Although scholars differ in their estimation of the number of words and phrases that Shakespeare introduced into English, they all agree that he transformed the language tremendously. He referred to himself as “a man on fire for new words.” As Melvyn Bragg wrote in The Adventure of English,
“Comparisons are entertaining: the King James Bible of 1611 used about ten thousand different words. The average educated man today, more than four hundred years on from Shakespeare with the advantage of the hundreds of thousands of new words that have come in since his time, has working vocabulary of less than half that of Shakespeare.”
In the world in which the tendency is to close borders and build walls, languages know no barriers; quite the contrary, they are in flux and rather permeable, no matter the efforts of regulatory bodies. Shakespeare’s language borrowed heavily from French, Spanish and Latin, at the same time travelling freely across the social strata, using the language of the court, street slang as well as his own dialect. He would bend and break rules and, as the linguist David Crystal put it, dared to do things with language.
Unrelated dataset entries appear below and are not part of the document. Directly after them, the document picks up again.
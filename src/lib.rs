//! badgegen — personalized identity badge rendering.
//!
//! Turns a background-removed photo, a display name, and a category into a
//! 600×900 badge JPEG (2×3 inches at 300 DPI). The category picks the
//! background color; the photo is composited centered with alpha honored; the
//! name is drawn near the bottom with an outline stroke, using the first font
//! that loads from a bundled-then-system fallback chain (degrading to a
//! built-in bitmap font when none does).
//!
//! [`badge::render_badge`] is the core entry point; [`service::create_badge`]
//! chains the external background-removal call in front of it. Web routing,
//! upload validation, and file serving are left to the embedding application.

pub mod badge;
pub mod perf;
pub mod remove_bg;
pub mod service;

pub use badge::font::FontResolver;
pub use badge::{
    render_badge, render_badge_with, BadgeError, BadgeRequest, RenderDiagnostics,
    DEFAULT_FONT_SIZE,
};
Naturally, there were those who opposed the influx of alien elements into the English language, but history has taught us that they lost. A beautiful poem by Wislawa Szymborska called “Psalm” comes to mind:
“How leaky are the borders of man-made states!
How many clouds float over them scot-free,
how much desert sand sifts from country to country,
how many mountain pebbles roll onto foreign turf
in provocative leaps!
Need I cite each and every bird as it flies,
or alights, as now, on the lowered gate?
Even if it be a sparrow—its tail is abroad,
thought its beak is still home. As if that weren’t enough—it keeps fidgeting!
Out of countless insects I will single out the ant,
who, between the guard’s left and right boots,
feels unobliged to answer questions of origin and destination.
If only this whole mess could be seen at once in detail
on every continent!
Isn’t that a privet on the opposite bank
smuggling its hundred-thousandth leaf across the river?
Who else but the squid, brazenly long-armed,
would violate the sacred territorial waters?
How can we speak of any semblance of order
when we can’t rearrange the stars
to know which one shines for whom?
Not to mention the reprehensible spreading of fog!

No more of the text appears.